Twelve years of Bell X1 have drilled the band fairly close to the epicentre of Ireland’s musical consciousness. But the latest album, Bloodless Coup, is so much a mass of contradictions flailing from the sublime to the ridiculous, that it’s hard to see what kind of dent they’ll make beyond the Emerald Isle.
Pre-1999, Damien Rice fronted the band as Juniper, but this most recent release makes it six since they parted company over creative differences. The threesome’s 2009 album, Blue Lights On The Runway, achieved pole position in the Irish charts, prompting lazy comparisons that slotted the band between Talking Heads and Coldplay. But David Byrne‘s lyrical wit, political opinion and tenacity is hard to trace on this album, and Coldplay might have a thing or two to argue about creating memorable anthems.

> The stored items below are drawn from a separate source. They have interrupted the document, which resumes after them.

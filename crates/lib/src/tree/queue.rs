//! The deferred-operation queue.
//!
//! Remote operations can arrive before the node they target: a move shipped
//! ahead of the insert that creates its subject, a value write for a node
//! whose insert is still in flight. Such operations park here, keyed by the
//! missing id, and drain when that id finally appears through any channel.
//!
//! No ordering among parked records is needed; each merge handler re-checks
//! staleness when a drained record is replayed. Ids that never arrive leave
//! their records parked indefinitely.

use super::id::NodeId;
use super::multimap::MultiMap;
use super::op::Operation;
use crate::clock::Timestamp;

/// A multi-map from a missing node id to the operations awaiting it.
///
/// The default is the in-memory [`MemoryQueue`]; hosts that persist the
/// replica across restarts supply a durable implementation via
/// [`Tree::with_queue`](crate::Tree::with_queue) so parked operations survive
/// a reload.
pub trait DeferredQueue<T: Timestamp> {
    /// Parks `record` under the id whose absence blocked it.
    fn push(&mut self, id: NodeId, record: Operation<T>);

    /// Removes and returns everything parked under `id`, in arrival order;
    /// empty if nothing is parked.
    fn pop(&mut self, id: &NodeId) -> Vec<Operation<T>>;
}

/// In-memory deferred queue.
#[derive(Debug, Clone)]
pub struct MemoryQueue<T> {
    parked: MultiMap<NodeId, Operation<T>>,
}

impl<T: Timestamp> MemoryQueue<T> {
    /// Creates an empty queue.
    pub fn new() -> Self {
        Self {
            parked: MultiMap::new(),
        }
    }

    /// The records currently parked under `id`, in arrival order.
    pub fn parked_for(&self, id: impl AsRef<str>) -> &[Operation<T>] {
        self.parked.get(id.as_ref())
    }

    /// Total number of parked records.
    pub fn len(&self) -> usize {
        self.parked.len()
    }

    /// Returns true if nothing is parked.
    pub fn is_empty(&self) -> bool {
        self.parked.is_empty()
    }
}

impl<T: Timestamp> Default for MemoryQueue<T> {
    fn default() -> Self {
        Self::new()
    }
}

impl<T: Timestamp> DeferredQueue<T> for MemoryQueue<T> {
    fn push(&mut self, id: NodeId, record: Operation<T>) {
        self.parked.insert(id, record);
    }

    fn pop(&mut self, id: &NodeId) -> Vec<Operation<T>> {
        self.parked.take(id.as_str())
    }
}
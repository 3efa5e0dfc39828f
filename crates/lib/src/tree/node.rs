//! Node records for the replicated tree.
//!
//! A [`Node`] is the unit of replication: an id, a parent, a structural
//! timestamp, a virtual position among its siblings, an optional removal
//! timestamp (the tombstone marker), and a map of timestamped data values.
//!
//! Nodes serialize in full (including `parent_id`) so hosts can persist the
//! flat node list and rebuild a replica from it.

use std::collections::HashMap;

use super::id::NodeId;
use super::value::Value;
use crate::clock::Timestamp;

/// A value paired with the timestamp of the write that produced it.
///
/// Conflicting writes to the same `(node, key)` resolve by last-write-wins:
/// the stored timestamp is always the maximum timestamp of any applied write
/// for that key.
#[derive(Debug, Clone, PartialEq, serde::Serialize, serde::Deserialize)]
pub struct Timestamped<T> {
    pub(crate) value: Value,
    pub(crate) t: T,
}

impl<T: Timestamp> Timestamped<T> {
    /// The stored value.
    pub fn value(&self) -> &Value {
        &self.value
    }

    /// The timestamp of the write that stored it.
    pub fn t(&self) -> &T {
        &self.t
    }
}

/// A node in the replicated tree.
///
/// Nodes are created by `insert` (local or merged), mutated by `move`,
/// `remove`, and `setValue`, and physically destroyed only by `purge`.
/// A node whose removal timestamp is set is a tombstone: hidden from
/// live-node counts but still addressable, movable, and listed among its
/// siblings, so that concurrent remote operations keep commuting.
#[derive(Debug, Clone, PartialEq, serde::Serialize, serde::Deserialize)]
pub struct Node<T> {
    pub(crate) id: NodeId,
    #[serde(default)]
    pub(crate) parent_id: NodeId,
    pub(crate) t: T,
    pub(crate) v_pos: f64,
    #[serde(default, skip_serializing_if = "Option::is_none")]
    pub(crate) removed: Option<T>,
    #[serde(default)]
    pub(crate) data: HashMap<String, Timestamped<T>>,
}

impl<T: Timestamp> Node<T> {
    /// Builds the root sentinel: empty id, minimal timestamp, no data.
    pub(crate) fn root() -> Self {
        Self {
            id: NodeId::root(),
            parent_id: NodeId::root(),
            t: T::default(),
            v_pos: 0.0,
            removed: None,
            data: HashMap::new(),
        }
    }

    /// Builds a fresh node from a local insert payload, stamping any initial
    /// data entries with the insert timestamp.
    pub(crate) fn create(init: NodeInit, parent_id: NodeId, t: T, v_pos: f64) -> Self {
        let data = init
            .data
            .into_iter()
            .map(|(key, value)| (key, Timestamped { value, t: t.clone() }))
            .collect();
        Self {
            id: init.id,
            parent_id,
            t,
            v_pos,
            removed: None,
            data,
        }
    }

    /// The node's id.
    pub fn id(&self) -> &NodeId {
        &self.id
    }

    /// The id of the node's parent; the root id for top-level nodes.
    pub fn parent_id(&self) -> &NodeId {
        &self.parent_id
    }

    /// Timestamp of the last structural touch (creation, move, restoration).
    pub fn t(&self) -> &T {
        &self.t
    }

    /// The node's virtual position within its sibling list, in (0, 1).
    pub fn v_pos(&self) -> f64 {
        self.v_pos
    }

    /// The removal timestamp, if this node is a tombstone.
    pub fn removed(&self) -> Option<&T> {
        self.removed.as_ref()
    }

    /// Returns true if this node is a tombstone.
    pub fn is_tombstone(&self) -> bool {
        self.removed.is_some()
    }

    /// The raw data map, timestamps included.
    pub fn data(&self) -> &HashMap<String, Timestamped<T>> {
        &self.data
    }

    /// Gets a data value by key, stripped of its timestamp.
    pub fn get(&self, key: impl AsRef<str>) -> Option<&Value> {
        self.data.get(key.as_ref()).map(|cell| &cell.value)
    }

    /// Overwrites a data entry unconditionally. Local writes always carry a
    /// fresh timestamp, so no comparison is needed.
    pub(crate) fn set_data(&mut self, key: String, value: Value, t: T) {
        self.data.insert(key, Timestamped { value, t });
    }

    /// Applies a remote write under last-write-wins: the entry is replaced
    /// only when the incoming timestamp is strictly newer.
    pub(crate) fn merge_data(&mut self, key: String, value: Value, t: T) {
        match self.data.entry(key) {
            std::collections::hash_map::Entry::Occupied(mut entry) => {
                if entry.get().t < t {
                    entry.insert(Timestamped { value, t });
                }
            }
            std::collections::hash_map::Entry::Vacant(entry) => {
                entry.insert(Timestamped { value, t });
            }
        }
    }
}

/// Payload for a local insert: the host-supplied id plus any initial data
/// entries. Initial entries are stamped with the insert's timestamp.
///
/// Anything convertible to [`NodeId`] converts to an id-only payload:
///
/// ```
/// use arbor::{CounterClock, Tree};
///
/// let mut tree = Tree::new(CounterClock::new());
/// tree.insert("", "", "a").unwrap();
/// ```
#[derive(Debug, Clone)]
pub struct NodeInit {
    pub(crate) id: NodeId,
    pub(crate) data: Vec<(String, Value)>,
}

impl NodeInit {
    /// Creates an id-only payload.
    pub fn new(id: impl Into<NodeId>) -> Self {
        Self {
            id: id.into(),
            data: Vec::new(),
        }
    }

    /// Adds an initial data entry.
    pub fn with_value(mut self, key: impl Into<String>, value: impl Into<Value>) -> Self {
        self.data.push((key.into(), value.into()));
        self
    }
}

impl From<NodeId> for NodeInit {
    fn from(id: NodeId) -> Self {
        Self::new(id)
    }
}

impl From<&NodeId> for NodeInit {
    fn from(id: &NodeId) -> Self {
        Self::new(id.clone())
    }
}

impl From<&str> for NodeInit {
    fn from(id: &str) -> Self {
        Self::new(id)
    }
}

impl From<String> for NodeInit {
    fn from(id: String) -> Self {
        Self::new(id)
    }
}
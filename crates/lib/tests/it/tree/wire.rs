//! Shipping logs through the JSON wire form `[name, t, details]`.

use arbor::{CounterClock, Operation, OperationLog, Tree};

use crate::helpers::*;

#[test]
fn a_log_round_trips_through_json_lines() {
    let mut a = fixture_replica(1);
    a.insert("a", "a2", "a3").unwrap();
    a.move_node("b2", "a3", "").unwrap();
    a.remove("b1").unwrap();
    a.set_value("a3", "title", "shipped").unwrap();

    // encode each record as one JSON line, as a transport would
    let lines: Vec<String> = a
        .log()
        .records()
        .iter()
        .map(|record| record.to_json().unwrap())
        .collect();

    let decoded: Vec<Operation<u64>> = lines
        .iter()
        .map(|line| Operation::from_json(line).unwrap())
        .collect();

    let mut b = fixture_replica(2);
    b.merge(decoded);

    assert_converged(&a, &b);
    assert_eq!(b.get_value("a3", "title").unwrap(), "shipped");
}

#[test]
fn every_record_is_a_three_element_array() {
    let mut a = fixture_replica(1);
    a.insert("a", "", "a3").unwrap();
    a.move_node("a3", "b", "b4").unwrap();
    a.remove("a3").unwrap();
    a.set_value("b1", "k", 1).unwrap();

    for record in a.log().records() {
        let json: serde_json::Value = serde_json::from_str(&record.to_json().unwrap()).unwrap();
        let array = json.as_array().expect("record must be an array");
        assert_eq!(array.len(), 3);
        assert_eq!(array[0], record.name());
        assert!(array[1].is_u64());
        assert!(array[2].is_object());
    }
}

/// A host-supplied sink that encodes records to JSON lines as they are
/// produced, the way a streaming transport would.
#[derive(Debug, Default)]
struct JsonLineLog {
    lines: Vec<String>,
}

impl OperationLog<u64> for JsonLineLog {
    fn push(&mut self, record: Operation<u64>) {
        self.lines.push(record.to_json().unwrap());
    }
}

#[test]
fn a_custom_log_sink_sees_every_local_record() {
    let mut a = Tree::new(CounterClock::new()).with_log(JsonLineLog::default());
    a.insert("", "", "x").unwrap();
    a.set_value("x", "k", 1).unwrap();
    a.remove("x").unwrap();

    assert_eq!(a.log().lines.len(), 3);

    let mut b = replica(2);
    b.merge(
        a.log()
            .lines
            .iter()
            .map(|line| Operation::from_json(line).unwrap())
            .collect::<Vec<_>>(),
    );
    assert!(b.is_tombstone("x"));
    assert_eq!(*b.get_value("x", "k").unwrap(), 1);
}

#[test]
fn draining_the_memory_log_empties_it() {
    let mut a = fixture_replica(1);
    a.insert("a", "", "a3").unwrap();

    let mut log = a.log().clone();
    let shipped = log.drain();
    assert_eq!(shipped.len(), 1);
    assert!(log.is_empty());

    let mut b = fixture_replica(2);
    b.merge(shipped);
    assert_eq!(child_ids(&b, "a"), vec!["a3", "a1", "a2"]);
}

#[test]
fn unknown_operation_names_are_a_protocol_mismatch() {
    let err = Operation::<u64>::from_json(r#"["merge", 1, {"node_id": "x"}]"#).unwrap_err();
    assert!(err.is_serialization_error());

    // a valid name with mangled details is rejected too
    assert!(Operation::<u64>::from_json(r#"["remove", 1, {"id": "x"}]"#).is_err());
}
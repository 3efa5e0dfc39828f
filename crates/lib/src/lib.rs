//!
//! Arbor: an operation-based CRDT for rooted, ordered, labeled trees.
//!
//! Each participant in a collaborative session holds a local [`Tree`]
//! replica. Replicas mutate independently through a small operation
//! vocabulary — `insert`, `move`, `remove`, `setValue` — exchange operation
//! logs over whatever transport the host provides, and converge to identical
//! state regardless of delivery order, duplication, or concurrency.
//!
//! ## Core Concepts
//!
//! * **Replica ([`Tree`])**: one participant's copy of the tree, plus its
//!   outbound operation log and its deferred-operation queue.
//! * **Operations ([`Operation`])**: the replicated records. Local mutators
//!   append them to the log; [`Tree::merge`] applies records received from
//!   peers. Merge handlers are idempotent and commutative, so transports may
//!   reorder and duplicate freely.
//! * **Tombstones**: removed nodes are retained (addressable, movable,
//!   listed among their siblings) so concurrent remote operations keep
//!   commuting; [`Tree::purge`] physically drops old tombstones.
//! * **Virtual positions**: each node orders among its siblings by a real
//!   number in (0, 1), so inserting between neighbors never renumbers them.
//! * **Clocks ([`Clock`], [`Timestamp`])**: the engine is generic over the
//!   host's time source; it only compares timestamps (and subtracts them to
//!   age tombstones at purge). [`SystemClock`] and [`CounterClock`] are
//!   provided.
//!
//! Out of scope, by design: transport, persistence, id generation (hosts
//! supply sufficiently unique ids, typically UUIDs), and clock
//! synchronization. Hosts persist `(node list, operation log)` however they
//! like and rebuild a replica with [`Tree::with_nodes`].
//!
//! ## Example
//!
//! ```
//! use arbor::{CounterClock, Tree};
//!
//! let mut alice = Tree::new(CounterClock::new());
//! let mut bob = Tree::new(CounterClock::starting_at(1_000_000));
//!
//! alice.insert("", "", "shopping").unwrap();
//! alice.insert("shopping", "", "milk").unwrap();
//!
//! // Bob catches up, then edits concurrently with Alice.
//! bob.merge(alice.log().records().to_vec());
//! bob.insert("shopping", "milk", "eggs").unwrap();
//! alice.set_value("milk", "qty", 2).unwrap();
//!
//! alice.merge(bob.log().records().to_vec());
//! bob.merge(alice.log().records().to_vec());
//!
//! assert_eq!(alice.get_value("milk", "qty"), bob.get_value("milk", "qty"));
//! assert_eq!(
//!     alice.child_list("shopping"),
//!     bob.child_list("shopping"),
//! );
//! ```

pub mod clock;
pub mod tree;

pub use clock::{Clock, CounterClock, SystemClock, Timestamp};
pub use tree::{
    ChildEntry, DeferredQueue, MemoryLog, MemoryQueue, Node, NodeId, NodeInit, Operation,
    OperationLog, Timestamped, Tree, TreeError, Value,
};

/// Result type used throughout the arbor library.
pub type Result<T> = std::result::Result<T, Error>;

/// Common error type for the arbor library.
///
/// Local mutators surface unmet preconditions; the wire helpers surface
/// serialization failures (including the protocol mismatch of an unknown
/// operation name). Remote merges never fail.
#[derive(Debug, thiserror::Error)]
#[non_exhaustive]
pub enum Error {
    /// Structured precondition errors from the tree module
    #[error(transparent)]
    Tree(tree::TreeError),

    #[error("Serialization error: {0}")]
    Serialize(#[from] serde_json::Error),
}

impl Error {
    /// Check if this error reports an unmet precondition on a local mutator.
    pub fn is_unmet_preconditions(&self) -> bool {
        matches!(self, Error::Tree(_))
    }

    /// Check if this error indicates a resource was not found.
    pub fn is_not_found(&self) -> bool {
        match self {
            Error::Tree(err) => err.is_not_found(),
            _ => false,
        }
    }

    /// Check if this error indicates an id conflict.
    pub fn is_conflict(&self) -> bool {
        match self {
            Error::Tree(err) => err.is_duplicate(),
            _ => false,
        }
    }

    /// Check if this error is serialization-related (wire decode/encode,
    /// including unknown operation names).
    pub fn is_serialization_error(&self) -> bool {
        matches!(self, Error::Serialize(_))
    }
}
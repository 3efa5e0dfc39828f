//! Concurrent-editing scenarios over the shared fixture: `a` holding `a1`,
//! `a2`, and `b` holding `b1`..`b4`.

use crate::helpers::*;

#[test]
fn concurrent_inserts_after_the_same_sibling() {
    let (mut a, mut b) = fixture_pair();

    a.insert("a", "a2", "a3").unwrap();
    b.insert("a", "a2", "a4").unwrap();
    sync(&mut a, &mut b);

    assert_converged(&a, &b);
    let children = child_ids(&a, "a");
    assert_eq!(&children[..2], &["a1", "a2"]);
    // both newcomers follow a2; their relative order is decided by
    // (v_pos, t) and agrees on every replica
    let mut tail = children[2..].to_vec();
    tail.sort();
    assert_eq!(tail, vec!["a3", "a4"]);
}

#[test]
fn concurrent_moves_of_the_same_node() {
    let (mut a, mut b) = fixture_pair();

    a.move_node("b3", "a", "a1").unwrap();
    b.move_node("b3", "b", "").unwrap(); // later clock range: this one wins
    sync(&mut a, &mut b);

    assert_converged(&a, &b);
    assert_eq!(child_ids(&a, "b"), vec!["b3", "b1", "b2", "b4"]);
    assert_eq!(child_ids(&a, "a"), vec!["a1", "a2"]);
}

#[test]
fn concurrent_move_beats_earlier_remove() {
    let (mut a, mut b) = fixture_pair();

    a.remove("a2").unwrap();
    b.move_node("a2", "b", "").unwrap(); // the move's t exceeds the removal's
    sync(&mut a, &mut b);

    assert_converged(&a, &b);
    assert!(!a.is_tombstone("a2"), "the newer move restores the node");
    assert_eq!(child_ids(&a, "b")[0], "a2");
    assert_eq!(child_ids(&a, "a"), vec!["a1"]);
}

#[test]
fn remove_then_insert_merged_in_reverse() {
    let (mut a, mut b) = fixture_pair();

    a.remove("a1").unwrap();
    a.insert("a", "", "a3").unwrap();

    let mut reversed = a.log().records().to_vec();
    reversed.reverse();
    b.merge(reversed);

    assert_converged(&a, &b);
    assert!(b.is_tombstone("a1"));
    assert_eq!(child_ids(&b, "a"), vec!["a3", "a1", "a2"]);
}

#[test]
fn insert_after_a_concurrently_removed_reference() {
    let (mut a, mut b) = fixture_pair();

    a.insert("a", "a1", "a3").unwrap();
    b.remove("a1").unwrap();
    sync(&mut a, &mut b);

    assert_converged(&a, &b);
    assert!(a.is_tombstone("a1"), "the reference stays as a tombstone");
    // the newcomer keeps its slot right after the tombstoned reference
    assert_eq!(child_ids(&a, "a"), vec!["a1", "a3", "a2"]);
}

#[test]
fn duplicate_delivery_changes_nothing() {
    let (mut a, _) = fixture_pair();
    a.move_node("b2", "a", "a2").unwrap();
    a.remove("b1").unwrap();
    a.set_value("a1", "done", true).unwrap();
    let log = a.log().records().to_vec();

    let mut once = fixture_replica(3);
    once.merge(log.clone());

    // merged twice
    let mut twice = fixture_replica(4);
    twice.merge(log.clone());
    twice.merge(log.clone());
    assert_converged(&once, &twice);

    // concatenated with itself in reverse order
    let mut doubled = log.clone();
    doubled.extend(log.iter().rev().cloned());
    let mut shaken = fixture_replica(5);
    shaken.merge(doubled);
    assert_converged(&once, &shaken);
}

#[test]
fn uuid_ids_flow_end_to_end() {
    // Ids are host-supplied; UUIDs are the expected shape.
    let id = uuid::Uuid::new_v4().to_string();
    let child = uuid::Uuid::new_v4().to_string();

    let mut a = replica(1);
    a.insert("", "", id.as_str()).unwrap();
    a.insert(id.as_str(), "", child.as_str()).unwrap();
    a.set_value(child.as_str(), "title", "leaf").unwrap();

    let mut b = replica(2);
    pull(&mut b, &a);

    assert_converged(&a, &b);
    assert_eq!(child_ids(&b, id.as_str()), vec![child.clone()]);
    assert_eq!(b.get_value(&child, "title").unwrap(), "leaf");
}
//! Operation records.
//!
//! An [`Operation`] describes one mutation of the tree and is the unit of
//! replication: local mutators append them to the log, and `merge` applies
//! records received from peers.
//!
//! On the wire, a record is the three-element array `[name, t, details]`
//! with `name` one of `"insert"`, `"move"`, `"remove"`, `"setValue"` and
//! `details` an object carrying only that operation's fields. In memory the
//! record is a sum type; the serde implementations below bridge the two
//! forms. A record whose name is not one of the four is a protocol mismatch
//! and is rejected at deserialization.

use std::collections::HashMap;
use std::fmt;
use std::marker::PhantomData;

use serde::de::{self, SeqAccess, Visitor};
use serde::ser::SerializeTuple;
use serde::{Deserialize, Serialize};

use super::id::NodeId;
use super::node::{Node, Timestamped};
use super::value::Value;
use crate::clock::Timestamp;

const INSERT: &str = "insert";
const MOVE: &str = "move";
const REMOVE: &str = "remove";
const SET_VALUE: &str = "setValue";

const NAMES: &[&str] = &[SET_VALUE, INSERT, MOVE, REMOVE];

/// One replicated tree mutation.
///
/// Every variant carries the timestamp assigned by the originating replica's
/// clock; merge handlers compare it against the target node's timestamps to
/// resolve concurrent edits.
#[derive(Debug, Clone, PartialEq)]
pub enum Operation<T> {
    /// A node was created under `parent_id`. The embedded node carries the
    /// creating replica's `t` and `v_pos`, which receiving replicas preserve
    /// so that structural tie-breaks agree everywhere.
    Insert {
        t: T,
        parent_id: NodeId,
        node: Node<T>,
    },
    /// A node was repositioned (and possibly restored from tombstone).
    Move {
        t: T,
        node_id: NodeId,
        parent_id: NodeId,
        v_pos: f64,
    },
    /// A node was tombstoned.
    Remove { t: T, node_id: NodeId },
    /// A data entry was written.
    SetValue {
        t: T,
        node_id: NodeId,
        key: String,
        value: Value,
    },
}

impl<T: Timestamp> Operation<T> {
    /// The wire name of this operation.
    pub fn name(&self) -> &'static str {
        match self {
            Operation::Insert { .. } => INSERT,
            Operation::Move { .. } => MOVE,
            Operation::Remove { .. } => REMOVE,
            Operation::SetValue { .. } => SET_VALUE,
        }
    }

    /// The timestamp assigned by the originating replica.
    pub fn t(&self) -> &T {
        match self {
            Operation::Insert { t, .. }
            | Operation::Move { t, .. }
            | Operation::Remove { t, .. }
            | Operation::SetValue { t, .. } => t,
        }
    }

    /// The id of the node this operation targets (for an insert, the node
    /// being created).
    pub fn target_id(&self) -> &NodeId {
        match self {
            Operation::Insert { node, .. } => node.id(),
            Operation::Move { node_id, .. }
            | Operation::Remove { node_id, .. }
            | Operation::SetValue { node_id, .. } => node_id,
        }
    }

    /// Encodes this record as its JSON wire form.
    pub fn to_json(&self) -> crate::Result<String> {
        Ok(serde_json::to_string(self)?)
    }

    /// Decodes a record from its JSON wire form.
    ///
    /// An unknown operation name indicates a protocol mismatch and is
    /// reported as a serialization error.
    pub fn from_json(json: &str) -> crate::Result<Self> {
        Ok(serde_json::from_str(json)?)
    }
}

/// The node payload embedded in an insert record: the stored node minus its
/// `parent_id`, which travels alongside in the details object.
#[derive(Serialize, Deserialize)]
struct NodeRecord<T: Default> {
    id: NodeId,
    t: T,
    v_pos: f64,
    #[serde(default, skip_serializing_if = "Option::is_none")]
    removed: Option<T>,
    #[serde(default)]
    data: HashMap<String, Timestamped<T>>,
}

impl<T: Timestamp> NodeRecord<T> {
    fn from_node(node: &Node<T>) -> Self {
        Self {
            id: node.id.clone(),
            t: node.t.clone(),
            v_pos: node.v_pos,
            removed: node.removed.clone(),
            data: node.data.clone(),
        }
    }

    fn into_node(self, parent_id: NodeId) -> Node<T> {
        Node {
            id: self.id,
            parent_id,
            t: self.t,
            v_pos: self.v_pos,
            removed: self.removed,
            data: self.data,
        }
    }
}

#[derive(Serialize, Deserialize)]
struct InsertDetails<T: Default> {
    parent_id: NodeId,
    node: NodeRecord<T>,
}

#[derive(Serialize, Deserialize)]
struct MoveDetails {
    node_id: NodeId,
    parent_id: NodeId,
    v_pos: f64,
}

#[derive(Serialize, Deserialize)]
struct RemoveDetails {
    node_id: NodeId,
}

#[derive(Serialize, Deserialize)]
struct SetValueDetails {
    node_id: NodeId,
    key: String,
    value: Value,
}

impl<T: Timestamp> Serialize for Operation<T> {
    fn serialize<S>(&self, serializer: S) -> std::result::Result<S::Ok, S::Error>
    where
        S: serde::Serializer,
    {
        let mut record = serializer.serialize_tuple(3)?;
        record.serialize_element(self.name())?;
        record.serialize_element(self.t())?;
        match self {
            Operation::Insert {
                parent_id, node, ..
            } => {
                record.serialize_element(&InsertDetails {
                    parent_id: parent_id.clone(),
                    node: NodeRecord::from_node(node),
                })?;
            }
            Operation::Move {
                node_id,
                parent_id,
                v_pos,
                ..
            } => {
                record.serialize_element(&MoveDetails {
                    node_id: node_id.clone(),
                    parent_id: parent_id.clone(),
                    v_pos: *v_pos,
                })?;
            }
            Operation::Remove { node_id, .. } => {
                record.serialize_element(&RemoveDetails {
                    node_id: node_id.clone(),
                })?;
            }
            Operation::SetValue {
                node_id,
                key,
                value,
                ..
            } => {
                record.serialize_element(&SetValueDetails {
                    node_id: node_id.clone(),
                    key: key.clone(),
                    value: value.clone(),
                })?;
            }
        }
        record.end()
    }
}

impl<'de, T: Timestamp> Deserialize<'de> for Operation<T> {
    fn deserialize<D>(deserializer: D) -> std::result::Result<Self, D::Error>
    where
        D: serde::Deserializer<'de>,
    {
        struct RecordVisitor<T>(PhantomData<T>);

        impl<'de, T: Timestamp> Visitor<'de> for RecordVisitor<T> {
            type Value = Operation<T>;

            fn expecting(&self, f: &mut fmt::Formatter<'_>) -> fmt::Result {
                write!(f, "an operation record `[name, t, details]`")
            }

            fn visit_seq<A>(self, mut seq: A) -> std::result::Result<Operation<T>, A::Error>
            where
                A: SeqAccess<'de>,
            {
                let name: String = seq
                    .next_element()?
                    .ok_or_else(|| de::Error::invalid_length(0, &self))?;
                let t: T = seq
                    .next_element()?
                    .ok_or_else(|| de::Error::invalid_length(1, &self))?;
                match name.as_str() {
                    INSERT => {
                        let details: InsertDetails<T> = seq
                            .next_element()?
                            .ok_or_else(|| de::Error::invalid_length(2, &self))?;
                        Ok(Operation::Insert {
                            t,
                            parent_id: details.parent_id.clone(),
                            node: details.node.into_node(details.parent_id),
                        })
                    }
                    MOVE => {
                        let details: MoveDetails = seq
                            .next_element()?
                            .ok_or_else(|| de::Error::invalid_length(2, &self))?;
                        Ok(Operation::Move {
                            t,
                            node_id: details.node_id,
                            parent_id: details.parent_id,
                            v_pos: details.v_pos,
                        })
                    }
                    REMOVE => {
                        let details: RemoveDetails = seq
                            .next_element()?
                            .ok_or_else(|| de::Error::invalid_length(2, &self))?;
                        Ok(Operation::Remove {
                            t,
                            node_id: details.node_id,
                        })
                    }
                    SET_VALUE => {
                        let details: SetValueDetails = seq
                            .next_element()?
                            .ok_or_else(|| de::Error::invalid_length(2, &self))?;
                        Ok(Operation::SetValue {
                            t,
                            node_id: details.node_id,
                            key: details.key,
                            value: details.value,
                        })
                    }
                    other => Err(de::Error::unknown_variant(other, NAMES)),
                }
            }
        }

        deserializer.deserialize_tuple(3, RecordVisitor(PhantomData))
    }
}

Bloodless Coup’s first touch is enchanting. Hey Anna Lena’s nursery rhyme piano is set over a glitchy Radioheadish rhythm, juxtaposed with Paul Noonan’s voice at its most endearing. Built To Last is counted among these sparse highlights, with a beat forged from a deep buzz and soft static. The preaching and heavy production are also hemmed back here, to reveal straightforward tell-it-like-it-is lines evocative of Bob Dylan, which much of the album is left crying out for.
Velcro might’ve been the nominated single, but it doesn’t match on originality. Its Counting Crows, American soft rock structure with a sole electric guitar makes it MOR palatable but instantly forgettable. And “I’ll be your tongue, you’ll be my groove, I’ll be your positive, you’ll be my negative” begins a disturbing trend for cringeworthy rhyming couplets – “Haloumi” and “knew me” dare to dance line-to-line later in the record.
Nightwatchmen’s whispered Foo Fighters Everlong-style chords are thoughtfully understated, but the track struggles to shake an underlying cheesiness – as do many others – because the attempts to glean meaning feel so forced.
Hints of promise across the album are doomed for the bulldozer, by some incessant need for production that will probably give Bell X1 more mainstream appeal. Would-be film soundtrack out-take Sugar High’s simple keyboard loop and fuzzy background have simplistic beauty, but an ’80s Tron-like synth and computerised backing vocals over-complicate and curl the toes uncomfortably. Even Safer Than Love’s delicate piano melody is undermined by Auto-Tune.
Beyond the pursuit of swelling the fanbase, it’s hard to see what kind of album Bell X1 were really trying to make with Bloodless Coup; a sing-along soft rock crowd-expander, or an ode to simplicity and storytelling? Fortunately for credibility’s sake, it’s the latter the trio are infinitely better at, but unfortunately, for this album, it’s these songs that are too few and far between.